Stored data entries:

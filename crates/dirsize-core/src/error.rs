//! Error types for directory scanning.
//!
//! A live tree mutates underneath the walker, so most filesystem failures
//! are expected and handled where they occur:
//! - `NotFound`: the entity was removed between listing and querying
//! - `ESTALE`: an NFS client replaced the inode behind our handle
//! - `EACCES`: the entity is owned in a way we cannot read
//!
//! Anything else is a [`ScanError`] and aborts the current cycle.

use std::fmt;
use std::io;
use std::path::{Path, PathBuf};
use thiserror::Error;

/// `ESTALE` on Linux.
pub const ESTALE: i32 = 116;

/// `EACCES` on Linux and the BSDs.
pub const EACCES: i32 = 13;

/// Result alias for scan operations.
pub type ScanResult<T> = Result<T, ScanError>;

/// Filesystem operation that failed, for error context.
#[derive(Debug, Clone, Copy, PartialEq, Eq)]
pub enum FsOp {
    /// Listing the entries of a directory.
    List,
    /// Determining whether a path is a file, link or directory.
    Classify,
    /// Metadata query that follows symbolic links.
    Stat,
    /// Metadata query that does not follow symbolic links.
    Lstat,
}

impl fmt::Display for FsOp {
    fn fmt(&self, f: &mut fmt::Formatter<'_>) -> fmt::Result {
        let s = match self {
            FsOp::List => "list",
            FsOp::Classify => "classify",
            FsOp::Stat => "stat",
            FsOp::Lstat => "lstat",
        };
        f.write_str(s)
    }
}

/// A filesystem failure that could not be treated as a benign race.
#[derive(Error, Debug)]
pub enum ScanError {
    #[error("failed to {op} '{}': {source}", .path.display())]
    Io {
        op: FsOp,
        path: PathBuf,
        #[source]
        source: io::Error,
    },
}

impl ScanError {
    pub fn io(op: FsOp, path: &Path, source: io::Error) -> Self {
        ScanError::Io {
            op,
            path: path.to_path_buf(),
            source,
        }
    }

    /// Raw OS error code, if the failure carried one.
    pub fn raw_os_error(&self) -> Option<i32> {
        match self {
            ScanError::Io { source, .. } => source.raw_os_error(),
        }
    }
}

/// How a failed filesystem query should be handled.
#[derive(Debug, Clone, Copy, PartialEq, Eq)]
pub enum IoDisposition {
    /// Removed since it was listed. Treat as absent.
    Vanished,
    /// Stale NFS file handle. Treat as absent, a later cycle will catch it.
    StaleHandle,
    /// Not readable by us. Treat as absent.
    PermissionDenied,
    /// Propagate and abort the cycle.
    Fatal,
}

impl IoDisposition {
    pub fn is_benign(self) -> bool {
        !matches!(self, IoDisposition::Fatal)
    }
}

/// Classify an IO error into a benign race or a fatal failure.
pub fn classify_io_error(err: &io::Error) -> IoDisposition {
    match err.raw_os_error() {
        Some(ESTALE) => return IoDisposition::StaleHandle,
        Some(EACCES) => return IoDisposition::PermissionDenied,
        _ => {}
    }
    match err.kind() {
        io::ErrorKind::NotFound => IoDisposition::Vanished,
        io::ErrorKind::PermissionDenied => IoDisposition::PermissionDenied,
        _ => IoDisposition::Fatal,
    }
}
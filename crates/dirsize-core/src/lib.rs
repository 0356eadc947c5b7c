/// dirsize core — budgeted directory measurement and scan reconciliation.
///
/// This crate contains all scanning logic with zero networking dependencies.
/// The metrics endpoint and polling loop live in `dirsize-server`.
///
/// # Modules
///
/// - [`model`] — `DirectorySnapshot` and size formatting helpers.
/// - [`fs`] — The filesystem collaborator trait and its `std::fs` implementation.
/// - [`scanner`] — IO budget throttle, volume rule, and the recursive walker.
/// - [`reconcile`] — Per-cycle orchestration and stale-name computation.
/// - [`error`] — Scan errors and benign-race classification.
pub mod error;
pub mod fs;
pub mod model;
pub mod reconcile;
pub mod scanner;

pub use error::{ScanError, ScanResult};
pub use model::DirectorySnapshot;
pub use reconcile::{CycleSummary, ScanReconciler, SnapshotSink};
pub use scanner::{DirWalker, IoBudget, VolumeRule};
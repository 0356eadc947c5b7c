//! Configuration for dirsize-exporter
//!
//! CLI arguments are parsed once with clap and validated into an
//! [`ExporterConfig`], which is immutable for the life of the process.

use crate::error::ConfigError;
use clap::Parser;
use dirsize_core::scanner::volume::{DEFAULT_PAYLOAD_MARKER, DEFAULT_VOLUME_MARKER};
use dirsize_core::VolumeRule;
use std::net::{IpAddr, Ipv4Addr, SocketAddr};
use std::path::PathBuf;
use std::time::Duration;

/// Default port of the metrics endpoint.
pub const DEFAULT_PORT: u16 = 8000;

/// Export per-subdirectory disk usage as Prometheus metrics
#[derive(Parser, Debug, Clone)]
#[command(
    name = "dirsize-exporter",
    version,
    about = "Export per-subdirectory disk usage as Prometheus metrics",
    long_about = "Periodically walks every immediate subdirectory of PARENT_DIR, limiting \
                  filesystem operations to IOPS_BUDGET per second, and exports size, entry \
                  count and modification time bounds as gauges labeled by directory.",
    after_help = "EXAMPLES:\n    \
        dirsize-exporter /home 200 30\n    \
        dirsize-exporter /srv/volumes 50 60 --port 9101 --enable-detailed-processing-time-metric"
)]
pub struct CliArgs {
    /// The directory whose subdirectories will have their information exported
    #[arg(value_name = "PARENT_DIR")]
    pub parent_dir: PathBuf,

    /// Number of IO operations allowed per second
    #[arg(value_name = "IOPS_BUDGET", value_parser = clap::value_parser!(u64).range(1..))]
    pub iops_budget: u64,

    /// Number of minutes to wait between data collection runs
    #[arg(value_name = "WAIT_TIME_MINUTES")]
    pub wait_time_minutes: u64,

    /// Report the time it took to process each directory
    #[arg(long)]
    pub enable_detailed_processing_time_metric: bool,

    /// Port for the metrics server to listen on
    #[arg(long, default_value_t = DEFAULT_PORT, value_name = "PORT")]
    pub port: u16,

    /// Address for the metrics server to bind
    #[arg(long, default_value_t = IpAddr::V4(Ipv4Addr::UNSPECIFIED), value_name = "ADDR")]
    pub bind: IpAddr,

    /// Substring marking a top-level directory as a volume
    #[arg(long, default_value = DEFAULT_VOLUME_MARKER, value_name = "MARKER")]
    pub volume_marker: String,

    /// Directory name identifying a volume's payload directory
    #[arg(long, default_value = DEFAULT_PAYLOAD_MARKER, value_name = "NAME")]
    pub payload_marker: String,

    /// Verbose output (log skipped entries and budget waits)
    #[arg(short = 'v', long)]
    pub verbose: bool,
}

/// Validated runtime configuration.
#[derive(Debug, Clone)]
pub struct ExporterConfig {
    pub parent_dir: PathBuf,
    pub iops_budget: u64,
    pub wait_time: Duration,
    pub detailed_processing_time: bool,
    pub listen_addr: SocketAddr,
    pub volume_rule: VolumeRule,
}

impl ExporterConfig {
    pub fn from_args(args: CliArgs) -> Result<Self, ConfigError> {
        let meta = std::fs::metadata(&args.parent_dir)
            .map_err(|_| ConfigError::ParentMissing(args.parent_dir.clone()))?;
        if !meta.is_dir() {
            return Err(ConfigError::ParentNotDirectory(args.parent_dir));
        }

        if args.iops_budget == 0 {
            return Err(ConfigError::InvalidValue {
                field: "iops budget",
                reason: "must be at least 1".into(),
            });
        }
        if args.volume_marker.is_empty() {
            return Err(ConfigError::InvalidValue {
                field: "volume marker",
                reason: "must not be empty".into(),
            });
        }
        if args.payload_marker.is_empty() || args.payload_marker.contains('/') {
            return Err(ConfigError::InvalidValue {
                field: "payload marker",
                reason: "must be a single, non-empty path component".into(),
            });
        }

        let wait_secs = args.wait_time_minutes.checked_mul(60).ok_or_else(|| {
            ConfigError::InvalidValue {
                field: "wait time",
                reason: format!("{} minutes is out of range", args.wait_time_minutes),
            }
        })?;

        Ok(Self {
            parent_dir: args.parent_dir,
            iops_budget: args.iops_budget,
            wait_time: Duration::from_secs(wait_secs),
            detailed_processing_time: args.enable_detailed_processing_time_metric,
            listen_addr: SocketAddr::new(args.bind, args.port),
            volume_rule: VolumeRule::new(args.volume_marker, args.payload_marker),
        })
    }
}

#[cfg(test)]
mod tests {
    use super::*;

    fn parse(extra: &[&str], parent: &std::path::Path) -> CliArgs {
        let mut argv = vec!["dirsize-exporter", parent.to_str().unwrap(), "100", "5"];
        argv.extend_from_slice(extra);
        CliArgs::try_parse_from(argv).unwrap()
    }

    #[test]
    fn positional_arguments_and_defaults() {
        let tmp = tempfile::TempDir::new().unwrap();
        let config = ExporterConfig::from_args(parse(&[], tmp.path())).unwrap();

        assert_eq!(config.iops_budget, 100);
        assert_eq!(config.wait_time, Duration::from_secs(300));
        assert!(!config.detailed_processing_time);
        assert_eq!(config.listen_addr.port(), DEFAULT_PORT);
        assert_eq!(config.volume_rule, VolumeRule::default());
    }

    #[test]
    fn flags_override_defaults() {
        let tmp = tempfile::TempDir::new().unwrap();
        let args = parse(
            &[
                "--enable-detailed-processing-time-metric",
                "--port",
                "9101",
                "--bind",
                "127.0.0.1",
                "--volume-marker",
                "vol-",
                "--payload-marker",
                "data",
            ],
            tmp.path(),
        );
        let config = ExporterConfig::from_args(args).unwrap();

        assert!(config.detailed_processing_time);
        assert_eq!(config.listen_addr, "127.0.0.1:9101".parse::<SocketAddr>().unwrap());
        assert_eq!(config.volume_rule, VolumeRule::new("vol-", "data"));
    }

    #[test]
    fn zero_budget_is_rejected_by_the_parser() {
        let result = CliArgs::try_parse_from(["dirsize-exporter", "/tmp", "0", "5"]);
        assert!(result.is_err());
    }

    #[test]
    fn missing_parent_is_rejected() {
        let tmp = tempfile::TempDir::new().unwrap();
        let args = parse(&[], &tmp.path().join("nope"));
        assert!(matches!(
            ExporterConfig::from_args(args),
            Err(ConfigError::ParentMissing(_))
        ));
    }

    #[test]
    fn file_parent_is_rejected() {
        let tmp = tempfile::TempDir::new().unwrap();
        let file = tmp.path().join("f");
        std::fs::write(&file, b"x").unwrap();
        assert!(matches!(
            ExporterConfig::from_args(parse(&[], &file)),
            Err(ConfigError::ParentNotDirectory(_))
        ));
    }

    #[test]
    fn empty_markers_are_rejected() {
        let tmp = tempfile::TempDir::new().unwrap();
        let args = parse(&["--volume-marker", ""], tmp.path());
        assert!(matches!(
            ExporterConfig::from_args(args),
            Err(ConfigError::InvalidValue { .. })
        ));
    }
}
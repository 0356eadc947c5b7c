/// Filesystem collaborator — the only place the walker touches the OS.
///
/// Every method is a single filesystem query so the walker can charge each
/// one against the IO budget individually.
use std::ffi::OsString;
use std::fs;
use std::io;
use std::path::Path;
use std::time::{SystemTime, UNIX_EPOCH};

/// What kind of entity a path names.
#[derive(Debug, Clone, Copy, PartialEq, Eq)]
pub enum EntryKind {
    File,
    Symlink,
    Dir,
    /// Sockets, fifos, device nodes. Neither file-like nor directory-like.
    Other,
}

impl EntryKind {
    /// Regular files and unresolved symbolic links.
    pub fn is_file_like(self) -> bool {
        matches!(self, EntryKind::File | EntryKind::Symlink)
    }

    pub fn is_dir(self) -> bool {
        self == EntryKind::Dir
    }
}

/// The subset of metadata the walker aggregates.
#[derive(Debug, Clone, Copy, PartialEq, Eq)]
pub struct EntryStat {
    pub kind: EntryKind,
    pub len: u64,
    pub modified: SystemTime,
}

impl From<&fs::Metadata> for EntryStat {
    fn from(meta: &fs::Metadata) -> Self {
        let ft = meta.file_type();
        let kind = if ft.is_symlink() {
            EntryKind::Symlink
        } else if ft.is_dir() {
            EntryKind::Dir
        } else if ft.is_file() {
            EntryKind::File
        } else {
            EntryKind::Other
        };
        Self {
            kind,
            len: meta.len(),
            // Filesystems without mtime support report the epoch.
            modified: meta.modified().unwrap_or(UNIX_EPOCH),
        }
    }
}

/// Filesystem queries used during a scan.
pub trait Filesystem {
    /// Names of the entries directly inside `path`.
    fn read_dir_names(&self, path: &Path) -> io::Result<Vec<OsString>>;

    /// Metadata of `path`, following symbolic links.
    fn metadata(&self, path: &Path) -> io::Result<EntryStat>;

    /// Metadata of `path` itself, without following symbolic links.
    fn symlink_metadata(&self, path: &Path) -> io::Result<EntryStat>;
}

/// [`Filesystem`] backed by `std::fs`.
#[derive(Debug, Clone, Copy, Default)]
pub struct LocalFs;

impl Filesystem for LocalFs {
    fn read_dir_names(&self, path: &Path) -> io::Result<Vec<OsString>> {
        fs::read_dir(path)?
            .map(|entry| entry.map(|e| e.file_name()))
            .collect()
    }

    fn metadata(&self, path: &Path) -> io::Result<EntryStat> {
        fs::metadata(path).map(|m| EntryStat::from(&m))
    }

    fn symlink_metadata(&self, path: &Path) -> io::Result<EntryStat> {
        fs::symlink_metadata(path).map(|m| EntryStat::from(&m))
    }
}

● **About this task**:
Find every line in the records that contains the word "between"; copy those lines.

● **Answer to this problem**:
//! - `NotFound`: the entity was removed between listing and querying
    /// Number of minutes to wait between data collection runs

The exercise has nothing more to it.